THE PROBLEM
Find the line with "fn draw_computer<S: MoveSource>(frame: &mut" in the entries below. Repeat it, every following line, and the line with "button = Paragraph::new(Line::from(Span::styled(label, style)))", exactly and with nothing added.

Saved data entries
::::::::::
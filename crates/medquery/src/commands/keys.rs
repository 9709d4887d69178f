//! `medquery keys`: the query keys and invalidation patterns of a resource.

use std::collections::BTreeMap;

use serde::Serialize;
use tabled::Tabled;

use medquery_config::{self as config, Config};
use medquery_core::{ListParams, ResourceKeys, WriteOp, invalidation_patterns};

use crate::cli::{GlobalOpts, KeysArgs};
use crate::config::output_format;
use crate::error::CliError;
use crate::output;

#[derive(Debug, Serialize)]
struct KeyEntry {
    name: String,
    key: String,
}

#[derive(Tabled)]
struct KeyRow {
    #[tabled(rename = "Name")]
    name: String,
    #[tabled(rename = "Key")]
    key: String,
}

pub fn handle(args: &KeysArgs, cfg: &Config, global: &GlobalOpts) -> Result<(), CliError> {
    let defaults = config::to_query_defaults(cfg)?;
    let kind = args.resource;

    let mut params = ListParams::new(&defaults).with_page(args.page);
    if let Some(size) = args.page_size {
        params = params.with_page_size(size, &defaults);
    }
    params.set_filters(parse_filters(&args.filters)?);
    if let Some(search) = &args.search {
        params.set_search(Some(search.clone()));
    }
    // Filters and search reset paging; an explicit --page still wins.
    params.set_page(args.page);

    let mut entries = vec![
        entry("all", ResourceKeys::all(kind).to_string()),
        entry("list", ResourceKeys::list(kind, &params).to_string()),
    ];
    let query = params
        .query_pairs()
        .into_iter()
        .map(|(k, v)| format!("{k}={v}"))
        .collect::<Vec<_>>()
        .join("&");
    entries.push(entry("list request", format!("GET {}?{query}", kind.endpoint())));

    let mut ops = vec![WriteOp::Create];
    if let Some(id) = &args.id {
        entries.push(entry("detail", ResourceKeys::detail(kind, id).to_string()));
        entries.push(entry("detail request", format!("GET {}", kind.detail_endpoint(id))));
        ops.push(WriteOp::Update { id: id.clone() });
        ops.push(WriteOp::Delete { id: id.clone() });
    }
    for op in &ops {
        let patterns = invalidation_patterns(kind, op)
            .iter()
            .map(ToString::to_string)
            .collect::<Vec<_>>()
            .join(" ");
        entries.push(entry(&format!("on {op}"), patterns));
    }

    let out = output::render_list(
        output_format(global, cfg)?,
        &entries,
        |e| KeyRow {
            name: e.name.clone(),
            key: e.key.clone(),
        },
        |e| e.key.clone(),
    )?;
    output::print_output(&out, global.quiet);
    Ok(())
}

fn entry(name: &str, key: String) -> KeyEntry {
    KeyEntry {
        name: name.into(),
        key,
    }
}

fn parse_filters(raw: &[String]) -> Result<BTreeMap<String, String>, CliError> {
    raw.iter()
        .map(|pair| match pair.split_once('=') {
            Some((field, value)) if !field.is_empty() => Ok((field.into(), value.into())),
            _ => Err(CliError::Validation {
                field: "filter".into(),
                reason: format!("expected FIELD=VALUE, got '{pair}'"),
            }),
        })
        .collect()
}
//! Reactive query cache and invalidation engine for patient-record screens.
//!
//! Screens read server data through subscriptions keyed by structured query
//! keys. Writes invalidate key prefixes, and every matching subscription
//! refetches in the background.
//!
//! - **[`KeyRegistry`]**: shared directory mapping each [`QueryKey`] to the
//!   refresh callbacks of the subscriptions using it.
//!   [`invalidate`](KeyRegistry::invalidate) fires every callback whose key
//!   starts with a pattern. Injected, not global; clones share state.
//!
//! - **[`Subscription<T>`]**: read side. Fetches on activation, moves its
//!   registration when the key changes, refetches on invalidation, and
//!   publishes [`QueryState`] through a `tokio::sync::watch` channel.
//!   Late results for an old key or a superseded fetch are discarded.
//!
//! - **[`MutationController<I, R>`]**: write side. Runs one write, tracks a
//!   pending flag, and runs success/error callbacks.
//!   [`invalidates`](MutationController::invalidates) wires it to the
//!   registry.
//!
//! - **Resource families** ([`resource`]): `[root]`, `[root, "list", params]`
//!   and `[root, "detail", id]` keys for each patient record type.
//!
//! ```
//! use medquery_core::{KeyRegistry, query_key};
//!
//! let registry = KeyRegistry::new();
//! let token = registry.register(query_key!["allergies", "detail", "a1"], || {});
//! assert_eq!(registry.invalidate(&query_key!["allergies"]), 1);
//! assert!(registry.unregister(&token));
//! ```

pub mod config;
pub mod error;
pub mod key;
pub mod mutation;
pub mod registry;
pub mod resource;
pub mod subscription;

// ── Primary re-exports ──────────────────────────────────────────────
pub use config::QueryDefaults;
pub use error::QueryError;
pub use key::{KeyPart, QueryKey};
pub use mutation::{MutationCallbacks, MutationController, Mutator};
pub use registry::{KeyRegistry, RefreshCallback, RegistrationToken};
pub use resource::{
    ListParams, ResourceKeys, ResourceKind, Sort, SortDirection, WriteOp, invalidation_patterns,
};
pub use subscription::{Fetcher, QueryState, QueryStatus, Subscription, SubscriptionStream};
//! Dominance relation and outcome resolution.
//!
//! The relation is cyclic and irreflexive: every move beats exactly one
//! other move and loses to exactly one other move.

use super::types::{Move, Outcome};
use tracing::instrument;

/// Returns true if `a` defeats `b`.
///
/// Paper beats Rock, Rock beats Scissors, Scissors beats Paper.
pub fn beats(a: Move, b: Move) -> bool {
    matches!(
        (a, b),
        (Move::Paper, Move::Rock) | (Move::Rock, Move::Scissors) | (Move::Scissors, Move::Paper)
    )
}

/// Classifies a round from the player's point of view.
#[instrument(level = "trace")]
pub fn resolve_outcome(player: Move, computer: Move) -> Outcome {
    if beats(player, computer) {
        Outcome::PlayerWin
    } else if beats(computer, player) {
        Outcome::ComputerWin
    } else {
        Outcome::Tie
    }
}
//! Stateless UI rendering for the game screen.

use prs_rules::{Move, MoveSource, PendingResult};
use ratatui::{
    Frame,
    layout::{Alignment, Constraint, Direction, Layout, Rect},
    style::{Color, Modifier, Style},
    text::{Line, Span},
    widgets::{Block, Borders, Clear, Paragraph},
};

use super::app::App;
use std::cmp::Ordering;

/// Renders the whole screen.
pub fn draw<S: MoveSource>(frame: &mut Frame, app: &App<S>) {
    let area = frame.area();

    let chunks = Layout::default()
        .direction(Direction::Vertical)
        .constraints([
            Constraint::Length(3), // Title
            Constraint::Length(1), // Computer header
            Constraint::Length(2), // Computer text
            Constraint::Length(1), // Player header
            Constraint::Length(9), // Buttons
            Constraint::Length(1), // Stats header
            Constraint::Length(2), // Stats
            Constraint::Min(3),    // Status
        ])
        .split(area);

    let title = Paragraph::new("PRS EXTREME")
        .style(Style::default().fg(Color::Cyan).add_modifier(Modifier::BOLD))
        .alignment(Alignment::Center);
    frame.render_widget(title, chunks[0]);

    if app.is_over() {
        draw_game_over(frame, chunks[1].union(chunks[4]), app);
    } else {
        draw_title_bar(frame, chunks[1], "Computer Chooses:");
        draw_computer(frame, chunks[2], app);

        draw_title_bar(frame, chunks[3], "Player Chooses:");
        draw_buttons(frame, chunks[4], app);
    }

    draw_title_bar(frame, chunks[5], "Stats");
    draw_stats(frame, chunks[6], app);

    let status = Paragraph::new(app.status_message())
        .style(Style::default().fg(Color::Yellow))
        .alignment(Alignment::Center)
        .block(Block::default().borders(Borders::ALL));
    frame.render_widget(status, chunks[7]);

    let state = app.engine().state();
    if state.result_pending() {
        draw_result(frame, area, &state.pending_result());
    }
}

fn draw_title_bar(frame: &mut Frame, area: Rect, title: &str) {
    let bar = Paragraph::new(title)
        .style(Style::default().fg(Color::White).bg(Color::Black))
        .alignment(Alignment::Center);
    frame.render_widget(bar, area);
}

fn draw_computer<S: MoveSource>(frame: &mut Frame, area: Rect, app: &App<S>) {
    let state = app.engine().state();
    let text = if state.result_pending() {
        state.computer_choice().label().to_string()
    } else {
        format!("... I'm going with... {} ...", state.computer_prediction())
    };
    let paragraph = Paragraph::new(text).alignment(Alignment::Center);
    frame.render_widget(paragraph, area);
}

fn draw_buttons<S: MoveSource>(frame: &mut Frame, area: Rect, app: &App<S>) {
    let area = center_horizontally(area, 30);
    let rows = Layout::default()
        .direction(Direction::Vertical)
        .constraints([Constraint::Length(3); 3])
        .split(area);

    let selected = app.engine().state().player_choice();
    for (row, choice) in rows.iter().zip(Move::ALL) {
        draw_button(frame, *row, choice, selected == Some(choice), app.cursor() == choice);
    }
}

fn draw_button(frame: &mut Frame, area: Rect, choice: Move, selected: bool, focused: bool) {
    let bg = if selected { Color::Blue } else { Color::Red };
    let mut style = Style::default().fg(Color::White).bg(bg);
    if focused {
        style = style.add_modifier(Modifier::BOLD | Modifier::UNDERLINED);
    }

    let label = format!("{} {}", symbol(choice), choice.label());
    let button = Paragraph::new(Line::from(Span::styled(label, style)))
        .alignment(Alignment::Center)
        .block(Block::default().borders(Borders::ALL).border_style(style));
    frame.render_widget(button, area);
}

fn symbol(choice: Move) -> &'static str {
    match choice {
        Move::Paper => "[P]",
        Move::Rock => "[R]",
        Move::Scissors => "[S]",
    }
}

fn draw_stats<S: MoveSource>(frame: &mut Frame, area: Rect, app: &App<S>) {
    let board = app.engine().scoreboard();
    let rounds = match app.max_rounds() {
        Some(max) => format!("Rounds: {} / {}", board.rounds, max),
        None => format!("Rounds: {}", board.rounds),
    };
    let lines = vec![
        Line::from(format!(
            "Player: {}    Tied: {}    Computer: {}",
            board.player, board.tied, board.computer
        )),
        Line::from(format!("{}    Computer Lied: {}", rounds, board.computer_lied)),
    ];
    frame.render_widget(Paragraph::new(lines).alignment(Alignment::Center), area);
}

/// Replaces the play area once the round limit is reached.
fn draw_game_over<S: MoveSource>(frame: &mut Frame, area: Rect, app: &App<S>) {
    let board = app.engine().scoreboard();
    let verdict = match board.player.cmp(&board.computer) {
        Ordering::Greater => "You won the match!",
        Ordering::Less => "The computer won the match.",
        Ordering::Equal => "The match is drawn.",
    };

    let lines = vec![
        Line::from(""),
        Line::from(Span::styled(
            verdict,
            Style::default().fg(Color::Cyan).add_modifier(Modifier::BOLD),
        )),
        Line::from(""),
        Line::from(format!(
            "Final score - Player: {}  Tied: {}  Computer: {}",
            board.player, board.tied, board.computer
        )),
        Line::from(format!(
            "The computer lied {} of {} rounds ({:.0}%)",
            board.computer_lied,
            board.rounds,
            board.lie_rate()
        )),
    ];
    let panel = Paragraph::new(lines)
        .alignment(Alignment::Center)
        .block(Block::default().title("Game Over").borders(Borders::ALL));
    frame.render_widget(panel, area);
}

fn draw_result(frame: &mut Frame, area: Rect, result: &PendingResult) {
    let popup = center_rect(area, 34, 9);
    frame.render_widget(Clear, popup);

    let lines = vec![
        Line::from(Span::styled(
            result.outcome().message(),
            Style::default().add_modifier(Modifier::BOLD),
        )),
        Line::from(""),
        Line::from(format!("Player chose: {}", result.player_label())),
        Line::from(format!("Computer chose: {}", result.computer())),
        Line::from(""),
        Line::from(Span::styled("[ OK ]", Style::default().fg(Color::Cyan))),
    ];
    let dialog = Paragraph::new(lines)
        .alignment(Alignment::Center)
        .block(Block::default().title("Result").borders(Borders::ALL));
    frame.render_widget(dialog, popup);
}

fn center_horizontally(area: Rect, width: u16) -> Rect {
    Layout::default()
        .direction(Direction::Horizontal)
        .constraints([
            Constraint::Length(area.width.saturating_sub(width) / 2),
            Constraint::Length(width),
            Constraint::Min(0),
        ])
        .split(area)[1]
}

fn center_rect(area: Rect, width: u16, height: u16) -> Rect {
    let vert = Layout::default()
        .direction(Direction::Vertical)
        .constraints([
            Constraint::Length((area.height.saturating_sub(height)) / 2),
            Constraint::Length(height),
            Constraint::Min(0),
        ])
        .split(area);

    center_horizontally(vert[1], width)
}

#[cfg(test)]
mod tests {
    use super::*;
    use crossterm::event::KeyCode;
    use prs_rules::{RoundEngine, ScriptedMoves};
    use ratatui::{Terminal, backend::TestBackend};

    fn render(app: &App<ScriptedMoves>) -> String {
        let mut terminal = Terminal::new(TestBackend::new(60, 32)).unwrap();
        terminal.draw(|f| draw(f, app)).unwrap();
        let buffer = terminal.backend().buffer();
        buffer
            .content()
            .chunks(buffer.area.width as usize)
            .map(|row| row.iter().map(|cell| cell.symbol()).collect::<String>())
            .collect::<Vec<_>>()
            .join("\n")
    }

    #[test]
    fn test_game_over_replaces_play_area() {
        let mut app = App::new(
            RoundEngine::new(ScriptedMoves::new([Move::Rock, Move::Scissors])),
            Some(1),
        );
        app.handle_key(KeyCode::Char('r'));
        app.handle_key(KeyCode::Enter);
        assert!(app.is_over());

        let screen = render(&app);
        assert!(screen.contains("Game Over"));
        assert!(screen.contains("You won the match!"));
        assert!(screen.contains("Final score - Player: 1  Tied: 0  Computer: 0"));
        assert!(screen.contains("The computer lied 1 of 1 rounds (100%)"));
        assert!(!screen.contains("I'm going with"));
        assert!(!screen.contains("Player Chooses:"));
        assert!(!screen.contains("[P] Paper"));
    }

    fn app() -> App<ScriptedMoves> {
        App::new(
            RoundEngine::new(ScriptedMoves::new([Move::Rock, Move::Scissors])),
            None,
        )
    }

    #[test]
    fn test_shows_prediction_before_choice() {
        let screen = render(&app());
        assert!(screen.contains("PRS EXTREME"));
        assert!(screen.contains("I'm going with... Rock"));
        assert!(screen.contains("Player: 0"));
        assert!(!screen.contains("Result"));
    }

    #[test]
    fn test_reveals_choice_in_result_dialog() {
        let mut app = app();
        app.handle_key(KeyCode::Char('r'));
        let screen = render(&app);
        assert!(screen.contains("You Win!"));
        assert!(screen.contains("Player chose: Rock"));
        assert!(screen.contains("Computer chose: Scissors"));
        assert!(!screen.contains("I'm going with"));
    }

    #[test]
    fn test_stats_update_after_acknowledge() {
        let mut app = app();
        app.handle_key(KeyCode::Char('r'));
        app.handle_key(KeyCode::Enter);
        let screen = render(&app);
        assert!(screen.contains("Player: 1"));
        assert!(screen.contains("Computer Lied: 1"));
        assert!(screen.contains("Rounds: 1"));
    }
}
::::::::::
TASK OUTPUT
fn draw_computer<S: MoveSource>(frame: &mut Frame, area: Rect, app: &App<S>) {
    let state = app.engine().state();
    let text = if state.result_pending() {
        state.computer_choice().label().to_string()
    } else {
        format!("... I'm going with... {} ...", state.computer_prediction())
    };
    let paragraph = Paragraph::new(text).alignment(Alignment::Center);
    frame.render_widget(paragraph, area);
}

fn draw_buttons<S: MoveSource>(frame: &mut Frame, area: Rect, app: &App<S>) {
    let area = center_horizontally(area, 30);
    let rows = Layout::default()
        .direction(Direction::Vertical)
        .constraints([Constraint::Length(3); 3])
        .split(area);

    let selected = app.engine().state().player_choice();
    for (row, choice) in rows.iter().zip(Move::ALL) {
        draw_button(frame, *row, choice, selected == Some(choice), app.cursor() == choice);
    }
}

fn draw_button(frame: &mut Frame, area: Rect, choice: Move, selected: bool, focused: bool) {
    let bg = if selected { Color::Blue } else { Color::Red };
    let mut style = Style::default().fg(Color::White).bg(bg);
    if focused {
        style = style.add_modifier(Modifier::BOLD | Modifier::UNDERLINED);
    }

    let label = format!("{} {}", symbol(choice), choice.label());
    let button = Paragraph::new(Line::from(Span::styled(label, style)))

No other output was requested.